Issue 19


Waiter, There's an Octopus in My Medicine Cabinet

 

                Mornings are the hardest for me.  Skylar, my six-month old and living alarm clock, did not make the daylight savings shift that the rest of the country seems to have made.  Where everyone else congratulated themselves on gaining an hour, I in fact lost an hour, and feel like I’m losing another one every day.

                Skylar did not come with a snooze button.  I wake up exhausted, just able to hear him jabbing away to himself.  I groan inwardly.  As tempting as it may be to see how long I can continue to lay in bed, I know that at some instant the cute baby talk will erupt into fiery lungfuls of pained crying (the pained part comes from Rebecca jabbing me in the side with her elbow).

                Skylar reaches DEFCON 2 levels of babble as I stumble into the bathroom.  Really, I’m too tired to think this early in the morning, which means that I forget important things like where the light switch is hiding or how cold the floor tile is.  The last thing I want to see is my own face, so I open the medicine cabinet door quickly to get my contacts out.

                I can’t tell whether the happy music is real or not, but there’s a whole shelf of smiling creatures with huge eyes waiting to greet me.  Monsieur Octopus, waving his spongy tentacles, sings out in a French accent, “Good Morning Daddy!  Is your belly button clean?”  Fish Scrub smiles and offers to clean my hair.  The half-dinosaur, half-bird whatever-it-is thing shows me her cloth teeth.

                I slam the medicine cabinet door closed.  They are way too happy for me right now.  I don’t want to be happy; I just want to be tired.  The realization strikes me that I have just had a brief encounter with the world Skylar faces every day.  He wakes and there are smiling animals to greet him.  Sometimes they talk in voices amazingly close to Daddy’s.  Getting tired and grumpy?  Look!  It’s Dragonfly!  Either my son is surrounded by an incredible Rogue’s Gallery of special friends who don’t mind how hard he bites or he’s in an insane asylum.

                Skylar hears me in the bathroom, and his crying escalates to DEFCON 3.  I reach inside the cabinet without opening it all the way, groping for my contacts case.  I can still hear the calliope music but I don’t have to watch the animals talk.  As I put my contacts in, I wonder when my sponge stopped talking to me.  I mean, I gave up a friend who scrubbed away all the dirt on my body, made me laugh, and took away the fear of water and bathing.  Now I use a color-coordinated washcloth with no backbone and no sense of humor.

                I wonder what else I’ve given up as I stumble to the kitchen to prepare a bottle. My clothes used to be fun like Skylar’s.  Now the idea is to dress for success, to be professional.  Professional is dull.  I want a suit covered with yellow ducks.  And don’t forget the squeaky cuff-links.  My car has also changed.  Now I think of things like comfort and safety.  Way back when the most important characteristics of a car were the color of plastic and how fast I could go before I wiped out and flipped over.

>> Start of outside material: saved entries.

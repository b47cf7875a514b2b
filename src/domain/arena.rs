use std::collections::HashSet;
use std::sync::atomic::{AtomicU64, Ordering};

use generational_arena::{Arena, Index};
use tracing::{debug, instrument};

use crate::config::TreeOptions;
use crate::domain::error::{TreeError, TreeResult};

static NEXT_TREE_ID: AtomicU64 = AtomicU64::new(1);

fn next_tree_id() -> u64 {
    NEXT_TREE_ID.fetch_add(1, Ordering::Relaxed)
}

/// Handle of a node, valid only for the [`Tree`] that created it.
///
/// Carries the owning tree's id next to the arena slot, so a handle of
/// another tree (or of a clone) never resolves to an unrelated node.
#[derive(Debug, Clone, Copy, PartialEq, Eq, Hash, PartialOrd, Ord)]
pub struct NodeId {
    tree: u64,
    index: Index,
}

/// Tree node in the arena-based hierarchy structure.
///
/// Nodes are created only through [`Tree`] mutations. Their position is
/// fixed for their whole life: moving a value means removing it and adding
/// it again elsewhere.
#[derive(Debug, Clone)]
pub struct Node<T> {
    value: T,
    /// Parent node, None for root nodes
    parent: Option<NodeId>,
    /// Distance from the root, roots are level 0
    level: usize,
    /// Child nodes, insertion order
    children: Vec<NodeId>,
}

impl<T> Node<T> {
    pub fn value(&self) -> &T {
        &self.value
    }

    pub fn parent(&self) -> Option<NodeId> {
        self.parent
    }

    pub fn level(&self) -> usize {
        self.level
    }

    pub fn children(&self) -> &[NodeId] {
        &self.children
    }

    pub fn is_root(&self) -> bool {
        self.parent.is_none()
    }

    pub fn is_leaf(&self) -> bool {
        self.children.is_empty()
    }
}

/// Arena-based container owning every node of one hierarchy (a forest:
/// any number of roots).
///
/// Uses generational arena for memory-safe node references and O(1) lookups.
/// Handles of removed nodes go stale and never alias a later node. Handles
/// of other trees are never members.
///
/// Not synchronised: mutate from one thread at a time. Shared read-only
/// traversal is fine.
#[derive(Debug)]
pub struct Tree<T> {
    id: u64,
    /// Arena storage for all tree nodes
    arena: Arena<Node<T>>,
    /// All node handles in insertion order
    order: Vec<NodeId>,
    /// Nodes without parent, insertion order
    roots: Vec<NodeId>,
    options: TreeOptions,
}

/// A clone is a separate container: it gets its own id and every handle it
/// stores is rewritten, so handles of the original do not resolve in it.
impl<T: Clone> Clone for Tree<T> {
    fn clone(&self) -> Self {
        let id = next_tree_id();
        let rehome = move |node_id: NodeId| NodeId { tree: id, ..node_id };

        let mut arena = self.arena.clone();
        for (_, node) in arena.iter_mut() {
            node.parent = node.parent.map(rehome);
            node.children.iter_mut().for_each(|c| *c = rehome(*c));
        }

        Self {
            id,
            arena,
            order: self.order.iter().copied().map(rehome).collect(),
            roots: self.roots.iter().copied().map(rehome).collect(),
            options: self.options,
        }
    }
}

impl<T> Default for Tree<T> {
    fn default() -> Self {
        Self::new()
    }
}

impl<T> Tree<T> {
    pub fn new() -> Self {
        Self::with_options(TreeOptions::default())
    }

    pub fn with_options(options: TreeOptions) -> Self {
        Self {
            id: next_tree_id(),
            arena: Arena::new(),
            order: Vec::new(),
            roots: Vec::new(),
            options,
        }
    }

    pub fn options(&self) -> TreeOptions {
        self.options
    }

    pub fn len(&self) -> usize {
        self.order.len()
    }

    pub fn is_empty(&self) -> bool {
        self.order.is_empty()
    }

    /// False for stale handles and for handles of another tree.
    pub fn contains(&self, idx: NodeId) -> bool {
        self.get(idx).is_some()
    }

    pub fn get(&self, idx: NodeId) -> Option<&Node<T>> {
        if idx.tree != self.id {
            return None;
        }
        self.arena.get(idx.index)
    }

    fn get_mut(&mut self, idx: NodeId) -> Option<&mut Node<T>> {
        if idx.tree != self.id {
            return None;
        }
        self.arena.get_mut(idx.index)
    }

    pub fn value(&self, idx: NodeId) -> Option<&T> {
        self.get(idx).map(|node| &node.value)
    }

    /// All nodes in insertion order.
    pub fn nodes(&self) -> impl Iterator<Item = (NodeId, &Node<T>)> + '_ {
        self.order
            .iter()
            .filter_map(move |&idx| self.get(idx).map(|node| (idx, node)))
    }

    /// All values in insertion order.
    pub fn values(&self) -> impl Iterator<Item = &T> + '_ {
        self.nodes().map(|(_, node)| &node.value)
    }

    pub fn indices(&self) -> &[NodeId] {
        &self.order
    }

    pub fn roots(&self) -> &[NodeId] {
        &self.roots
    }

    /// Nodes without children, insertion order.
    pub fn leaves(&self) -> Vec<NodeId> {
        self.nodes()
            .filter(|(_, node)| node.is_leaf())
            .map(|(idx, _)| idx)
            .collect()
    }

    /// Number of levels, 0 for an empty tree.
    #[instrument(level = "debug", skip(self))]
    pub fn depth(&self) -> usize {
        self.roots
            .iter()
            .map(|&root| self.calculate_depth(root))
            .max()
            .unwrap_or(0)
    }

    fn calculate_depth(&self, idx: NodeId) -> usize {
        if let Some(node) = self.get(idx) {
            1 + node
                .children
                .iter()
                .map(|&child| self.calculate_depth(child))
                .max()
                .unwrap_or(0)
        } else {
            0
        }
    }

    /// Remove every node. Handles issued before stay invalid afterwards.
    pub fn clear(&mut self) {
        // Arena::clear restarts slot reuse without a generation bump
        self.id = next_tree_id();
        self.arena.clear();
        self.order.clear();
        self.roots.clear();
    }

    /// Depth-first pre-order over every root, roots in insertion order.
    pub fn iter(&self) -> TreeIterator<'_, T> {
        TreeIterator::new(self, &self.roots)
    }

    /// Pre-order over `idx` and its offspring; empty for a stale index.
    pub fn iter_subtree(&self, idx: NodeId) -> TreeIterator<'_, T> {
        if self.contains(idx) {
            TreeIterator::new(self, &[idx])
        } else {
            TreeIterator::new(self, &[])
        }
    }

    /// Children before their parent, every root.
    pub fn iter_postorder(&self) -> PostOrderIterator<'_, T> {
        PostOrderIterator::new(self)
    }

    /// Add a root node. Roots have no ancestors, so this never fails.
    #[instrument(level = "trace", skip(self, value))]
    pub fn add_value(&mut self, value: T) -> NodeId {
        self.insert_node(value, None)
    }

    pub fn add_values<I>(&mut self, values: I) -> Vec<NodeId>
    where
        I: IntoIterator<Item = T>,
    {
        values.into_iter().map(|v| self.add_value(v)).collect()
    }

    /// Unvalidated insertion; the caller has checked `parent`.
    #[instrument(level = "trace", skip(self, value))]
    pub(crate) fn insert_node(&mut self, value: T, parent: Option<NodeId>) -> NodeId {
        let level = parent
            .and_then(|p| self.get(p))
            .map_or(0, |p| p.level + 1);
        let node = Node {
            value,
            parent,
            level,
            children: Vec::new(),
        };
        let node_idx = NodeId {
            tree: self.id,
            index: self.arena.insert(node),
        };

        if let Some(parent_idx) = parent {
            if let Some(parent) = self.get_mut(parent_idx) {
                parent.children.push(node_idx);
            }
        } else {
            self.roots.push(node_idx);
        }
        self.order.push(node_idx);

        node_idx
    }

    /// Remove `idx` and its whole subtree.
    ///
    /// Returns false when the node is not (or no longer) part of this tree.
    #[instrument(level = "debug", skip(self))]
    pub fn remove(&mut self, idx: NodeId) -> bool {
        let Some(parent) = self.get(idx).map(|node| node.parent) else {
            return false;
        };

        match parent {
            Some(parent_idx) => {
                if let Some(parent) = self.get_mut(parent_idx) {
                    parent.children.retain(|&c| c != idx);
                }
            }
            None => self.roots.retain(|&r| r != idx),
        }

        let doomed: HashSet<NodeId> = self.iter_subtree(idx).map(|(i, _)| i).collect();
        for &i in &doomed {
            self.arena.remove(i.index);
        }
        self.order.retain(|i| !doomed.contains(i));
        debug!(removed = doomed.len(), "removed subtree");
        true
    }

    /// Remove every node whose value matches, with their subtrees.
    ///
    /// Returns the number of matching nodes removed, including matches
    /// nested below another match.
    #[instrument(level = "debug", skip(self, predicate))]
    pub fn remove_where<F>(&mut self, mut predicate: F) -> usize
    where
        F: FnMut(&T) -> bool,
    {
        let matches: Vec<NodeId> = self
            .nodes()
            .filter(|(_, node)| predicate(&node.value))
            .map(|(idx, _)| idx)
            .collect();
        for &idx in &matches {
            self.remove(idx);
        }
        matches.len()
    }
}

impl<T: PartialEq> Tree<T> {
    /// Acyclicity check: false iff `value` equals the value of `parent` or of
    /// any of its ancestors.
    pub fn is_valid_child(&self, parent: NodeId, value: &T) -> bool {
        match self.get(parent) {
            Some(node) => {
                node.value != *value
                    && self
                        .ancestors(parent)
                        .into_iter()
                        .filter_map(|a| self.value(a))
                        .all(|v| v != value)
            }
            None => false,
        }
    }

    /// Add `value` as last child of `parent`.
    ///
    /// With auto check enabled an ancestor value is rejected: `Err` when
    /// `throw_on_error` is set, `Ok(None)` otherwise. The tree is unchanged
    /// on rejection.
    #[instrument(level = "debug", skip(self, value))]
    pub fn add_child(&mut self, parent: NodeId, value: T) -> TreeResult<Option<NodeId>, T> {
        if !self.contains(parent) {
            return Err(TreeError::NodeNotFound(parent));
        }
        if self.options.enable_auto_check && !self.is_valid_child(parent, &value) {
            debug!(?parent, "rejected child: value already in ancestor chain");
            if self.options.throw_on_error {
                return Err(TreeError::InvalidChild { parent, value });
            }
            return Ok(None);
        }
        Ok(Some(self.insert_node(value, Some(parent))))
    }

    /// Batch form of [`add_child`](Self::add_child).
    ///
    /// In silent mode rejected values are left out and the rest still get
    /// added. In fail-fast mode every value is checked first, so an error
    /// leaves the tree untouched.
    #[instrument(level = "debug", skip(self, values))]
    pub fn add_children<I>(&mut self, parent: NodeId, values: I) -> TreeResult<Vec<NodeId>, T>
    where
        I: IntoIterator<Item = T>,
    {
        if !self.contains(parent) {
            return Err(TreeError::NodeNotFound(parent));
        }
        let mut values: Vec<T> = values.into_iter().collect();

        if self.options.fails_fast() {
            if let Some(pos) = values.iter().position(|v| !self.is_valid_child(parent, v)) {
                debug!(?parent, "rejected batch: value already in ancestor chain");
                let value = values.swap_remove(pos);
                return Err(TreeError::InvalidChild { parent, value });
            }
        }

        let mut created = Vec::with_capacity(values.len());
        for value in values {
            if let Some(idx) = self.add_child(parent, value)? {
                created.push(idx);
            }
        }
        Ok(created)
    }

    /// All nodes holding `value`, insertion order.
    pub fn find(&self, value: &T) -> Vec<NodeId> {
        self.nodes()
            .filter(|(_, node)| node.value == *value)
            .map(|(idx, _)| idx)
            .collect()
    }

    /// Remove all nodes holding `value` (duplicates included) with their subtrees.
    pub fn remove_value(&mut self, value: &T) -> usize {
        self.remove_where(|v| v == value)
    }
}

pub struct TreeIterator<'a, T> {
    tree: &'a Tree<T>,
    stack: Vec<NodeId>,
}

impl<'a, T> TreeIterator<'a, T> {
    fn new(tree: &'a Tree<T>, start: &[NodeId]) -> Self {
        // Reverse so the first start node is popped first
        let stack = start.iter().rev().copied().collect();
        Self { tree, stack }
    }
}

impl<'a, T> Iterator for TreeIterator<'a, T> {
    type Item = (NodeId, &'a Node<T>);

    fn next(&mut self) -> Option<Self::Item> {
        while let Some(current_idx) = self.stack.pop() {
            if let Some(node) = self.tree.get(current_idx) {
                // Push children in reverse order for left-to-right traversal
                for &child in node.children.iter().rev() {
                    self.stack.push(child);
                }
                return Some((current_idx, node));
            }
        }
        None
    }
}

pub struct PostOrderIterator<'a, T> {
    tree: &'a Tree<T>,
    stack: Vec<(NodeId, bool)>,
}

impl<'a, T> PostOrderIterator<'a, T> {
    fn new(tree: &'a Tree<T>) -> Self {
        let stack = tree.roots.iter().rev().map(|&r| (r, false)).collect();
        Self { tree, stack }
    }
}

impl<'a, T> Iterator for PostOrderIterator<'a, T> {
    type Item = (NodeId, &'a Node<T>);

    fn next(&mut self) -> Option<Self::Item> {
        while let Some((current_idx, visited)) = self.stack.pop() {
            if let Some(node) = self.tree.get(current_idx) {
                if !visited {
                    self.stack.push((current_idx, true));
                    for &child in node.children.iter().rev() {
                        self.stack.push((child, false));
                    }
                } else {
                    return Some((current_idx, node));
                }
            }
        }
        None
    }
}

                We’ve reached DEFCON 4.  One more level and Skylar’ll wake the neighborhood.  I wonder why my microwave has a popcorn button and a “cook bacon” setting but not a Instant Bottle Warmer button.  I’d pay serious money for something like that.  The bottle is ready in that thought, and I’m off to Skylar’s room at a light jog.

                As I open the door, the entire room breaks out into song and dance.  The animals painted on the wall – Grandfather Frog, Reddy Fox, and Peter Rabbit – shout “Good Morning!” with their bright colors.  The fish mobile scintillates in the dawn’s first rays.  The basket of stuffed animals is already laughing and having a good time.  I feel the grin break across my own lips, and as I step in, Skylar is able to see me, the biggest smile in the room on his face.  We reach out for each other, but then he sees the bottle in my hand and his smile drops away as he suddenly remembers how hungry he is.  I get the bottle in his mouth just in time to prevent meltdown.

                As I sit with my son in the rocking chair, I realize that I haven’t forgotten any of my childhood friends.  Perhaps some of the names and faces have changed, but they’re all here.  “Good morning,” I say to them.

                Suddenly I’m as anxious for Skylar to finish as they are because that’ll mean it’s time to play.